INPUT DATA >>
//! # Mech Test Utilities
//!
//! Shared testing utilities for all crates:
//! - Reference unit designs with known construction results
//! - An in-memory equipment lookup with common weapons
//! - Property-based testing strategies

#![forbid(unsafe_code)]
#![warn(missing_docs)]

pub mod fixtures;
pub mod strategies;

/// Re-export proptest for convenience.
pub use proptest;
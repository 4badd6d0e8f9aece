//! Validation of complete unit designs.
//!
//! Rules are independent predicates over a read-only unit snapshot. The
//! [`RuleRegistry`] runs the enabled ones and merges their issues into a
//! [`ValidationResult`]; nothing here mutates the unit. Repairs flagged with
//! `auto_repairable` are applied separately by [`crate::repair`].

mod registry;
pub mod rules;

use std::fmt;

use serde::{Deserialize, Serialize};

use crate::catalog::ComponentCatalog;
use crate::construction::construct;
use crate::equipment::EquipmentLookup;
use crate::error::Result;
use crate::unit::UnitSnapshot;

pub use registry::{
    RuleExecution, RuleRegistry, ValidationContext, ValidationOptions, ValidationRule,
    ValidatorConfig,
};

/// How serious an issue is.
#[derive(Debug, Clone, Copy, PartialEq, Eq, PartialOrd, Ord, Hash, Serialize, Deserialize)]
pub enum Severity {
    /// The unit is illegal.
    Error,
    /// Legal but questionable.
    Warning,
    /// Informational.
    Info,
}

impl fmt::Display for Severity {
    fn fmt(&self, f: &mut fmt::Formatter<'_>) -> fmt::Result {
        f.write_str(match self {
            Self::Error => "error",
            Self::Warning => "warning",
            Self::Info => "info",
        })
    }
}

/// Area a rule checks.
#[derive(Debug, Clone, Copy, PartialEq, Eq, PartialOrd, Ord, Hash, Serialize, Deserialize)]
pub enum ValidationCategory {
    /// Construction pipeline steps.
    Construction,
    /// Tonnage budget.
    Weight,
    /// Armor allocation.
    Armor,
    /// Critical slots.
    Slots,
    /// Mounted equipment.
    Equipment,
    /// Tech-base compatibility.
    TechBase,
    /// Rules level.
    RulesLevel,
    /// Introduction dates.
    Era,
    /// Movement and enhancements.
    Movement,
    /// Heat balance.
    Heat,
}

impl fmt::Display for ValidationCategory {
    fn fmt(&self, f: &mut fmt::Formatter<'_>) -> fmt::Result {
        fmt::Debug::fmt(self, f)
    }
}

/// One problem found by a rule.
#[derive(Debug, Clone, PartialEq, Eq, Serialize, Deserialize)]
pub struct ValidationIssue {
    /// Id of the rule that raised it.
    pub rule_id: String,
    /// Rule category.
    pub category: ValidationCategory,
    /// Severity.
    pub severity: Severity,
    /// Human-readable message.
    pub message: String,
    /// Where in the unit the issue is, e.g. `armor/LT`.
    #[serde(default, skip_serializing_if = "Option::is_none")]
    pub path: Option<String>,
    /// Expected value.
    #[serde(default, skip_serializing_if = "Option::is_none")]
    pub expected: Option<String>,
    /// Actual value.
    #[serde(default, skip_serializing_if = "Option::is_none")]
    pub actual: Option<String>,
    /// How to fix it.
    #[serde(default, skip_serializing_if = "Option::is_none")]
    pub suggestion: Option<String>,
    /// Whether [`crate::repair::apply_auto_repairs`] fixes it.
    #[serde(default)]
    pub auto_repairable: bool,
}

impl ValidationIssue {
    /// Create an issue.
    pub fn new(
        rule_id: impl Into<String>,
        category: ValidationCategory,
        severity: Severity,
        message: impl Into<String>,
    ) -> Self {
        Self {
            rule_id: rule_id.into(),
            category,
            severity,
            message: message.into(),
            path: None,
            expected: None,
            actual: None,
            suggestion: None,
            auto_repairable: false,
        }
    }

    /// Create an error.
    pub fn error(rule_id: impl Into<String>, category: ValidationCategory, message: impl Into<String>) -> Self {
        Self::new(rule_id, category, Severity::Error, message)
    }

    /// Create a warning.
    pub fn warning(rule_id: impl Into<String>, category: ValidationCategory, message: impl Into<String>) -> Self {
        Self::new(rule_id, category, Severity::Warning, message)
    }

    /// Create an info.
    pub fn info(rule_id: impl Into<String>, category: ValidationCategory, message: impl Into<String>) -> Self {
        Self::new(rule_id, category, Severity::Info, message)
    }

    /// Set the path.
    #[must_use]
    pub fn at(mut self, path: impl Into<String>) -> Self {
        self.path = Some(path.into());
        self
    }

    /// Set expected and actual values.
    #[must_use]
    pub fn expected_actual(mut self, expected: impl ToString, actual: impl ToString) -> Self {
        self.expected = Some(expected.to_string());
        self.actual = Some(actual.to_string());
        self
    }

    /// Set the suggestion.
    #[must_use]
    pub fn suggest(mut self, suggestion: impl Into<String>) -> Self {
        self.suggestion = Some(suggestion.into());
        self
    }

    /// Mark as auto-repairable.
    #[must_use]
    pub fn repairable(mut self) -> Self {
        self.auto_repairable = true;
        self
    }
}

impl fmt::Display for ValidationIssue {
    fn fmt(&self, f: &mut fmt::Formatter<'_>) -> fmt::Result {
        write!(f, "[{}] {}: {}", self.severity, self.rule_id, self.message)?;
        if let Some(path) = &self.path {
            write!(f, " ({path})")?;
        }
        Ok(())
    }
}

/// Issue counts by severity.
#[derive(Debug, Clone, Copy, PartialEq, Eq, Default, Serialize, Deserialize)]
pub struct IssueCounts {
    /// Errors.
    pub errors: usize,
    /// Warnings.
    pub warnings: usize,
    /// Infos.
    pub infos: usize,
    /// Rules run.
    pub rules_run: usize,
}

/// Merged outcome of a validation run.
#[derive(Debug, Clone, PartialEq, Eq, Default, Serialize, Deserialize)]
pub struct ValidationResult {
    /// Whether no rule reported an error.
    pub valid: bool,
    /// Errors, in rule order.
    pub errors: Vec<ValidationIssue>,
    /// Warnings, in rule order.
    pub warnings: Vec<ValidationIssue>,
    /// Infos, in rule order.
    pub infos: Vec<ValidationIssue>,
    /// Counts.
    pub counts: IssueCounts,
    /// Per-rule execution metadata, in rule order.
    pub rule_results: Vec<RuleExecution>,
    /// Wall time of the whole run.
    pub total_duration_micros: u64,
}

impl ValidationResult {
    /// All issues, errors first.
    pub fn issues(&self) -> impl Iterator<Item = &ValidationIssue> {
        self.errors.iter().chain(&self.warnings).chain(&self.infos)
    }

    /// Issues raised by one rule.
    pub fn issues_from<'a>(&'a self, rule_id: &'a str) -> impl Iterator<Item = &'a ValidationIssue> {
        self.issues().filter(move |i| i.rule_id == rule_id)
    }

    /// Whether any issue can be fixed by auto-repair.
    #[must_use]
    pub fn has_repairable(&self) -> bool {
        self.issues().any(|i| i.auto_repairable)
    }
}

/// A registry plus configuration, ready to validate units.
pub struct Validator {
    registry: RuleRegistry,
    config: ValidatorConfig,
}

impl Validator {
    /// Validator running every standard rule.
    #[must_use]
    pub fn new(config: ValidatorConfig) -> Self {
        Self::with_registry(RuleRegistry::with_standard_rules(), config)
    }

    /// Validator over a custom registry.
    #[must_use]
    pub fn with_registry(registry: RuleRegistry, config: ValidatorConfig) -> Self {
        Self { registry, config }
    }

    /// The registry.
    #[must_use]
    pub fn registry(&self) -> &RuleRegistry {
        &self.registry
    }

    /// Mutable access to the registry, for enabling and disabling rules.
    pub fn registry_mut(&mut self) -> &mut RuleRegistry {
        &mut self.registry
    }

    /// Run construction, then every selected rule.
    ///
    /// # Errors
    ///
    /// Returns a configuration error from the pipeline or from a rule.
    pub fn validate(
        &self,
        unit: &UnitSnapshot,
        catalog: &ComponentCatalog,
        equipment: &dyn EquipmentLookup,
        options: &ValidationOptions,
    ) -> Result<ValidationResult> {
        let construction = construct(unit, catalog)?;
        let ctx = ValidationContext {
            unit,
            catalog,
            equipment,
            construction: &construction,
            config: &self.config,
        };
        self.registry.validate(&ctx, options)
    }
}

THE TASK >> Reproduce exactly, and with no other material, the lines between those holding "Repairs flagged with" and "found by a rule.", inclusive.

SOLUTION TO THIS TASK >>
//! [`ValidationResult`]; nothing here mutates the unit. Repairs flagged with
//! `auto_repairable` are applied separately by [`crate::repair`].

mod registry;
pub mod rules;

use std::fmt;

use serde::{Deserialize, Serialize};

use crate::catalog::ComponentCatalog;
use crate::construction::construct;
use crate::equipment::EquipmentLookup;
use crate::error::Result;
use crate::unit::UnitSnapshot;

pub use registry::{
    RuleExecution, RuleRegistry, ValidationContext, ValidationOptions, ValidationRule,
    ValidatorConfig,
};

/// How serious an issue is.
#[derive(Debug, Clone, Copy, PartialEq, Eq, PartialOrd, Ord, Hash, Serialize, Deserialize)]
pub enum Severity {
    /// The unit is illegal.
    Error,
    /// Legal but questionable.
    Warning,
    /// Informational.
    Info,
}

impl fmt::Display for Severity {
    fn fmt(&self, f: &mut fmt::Formatter<'_>) -> fmt::Result {
        f.write_str(match self {
            Self::Error => "error",
            Self::Warning => "warning",
            Self::Info => "info",
        })
    }
}

/// Area a rule checks.
#[derive(Debug, Clone, Copy, PartialEq, Eq, PartialOrd, Ord, Hash, Serialize, Deserialize)]
pub enum ValidationCategory {
    /// Construction pipeline steps.
    Construction,
    /// Tonnage budget.
    Weight,
    /// Armor allocation.
    Armor,
    /// Critical slots.
    Slots,
    /// Mounted equipment.
    Equipment,
    /// Tech-base compatibility.
    TechBase,
    /// Rules level.
    RulesLevel,
    /// Introduction dates.
    Era,
    /// Movement and enhancements.
    Movement,
    /// Heat balance.
    Heat,
}

impl fmt::Display for ValidationCategory {
    fn fmt(&self, f: &mut fmt::Formatter<'_>) -> fmt::Result {
        fmt::Debug::fmt(self, f)
    }
}

/// One problem found by a rule.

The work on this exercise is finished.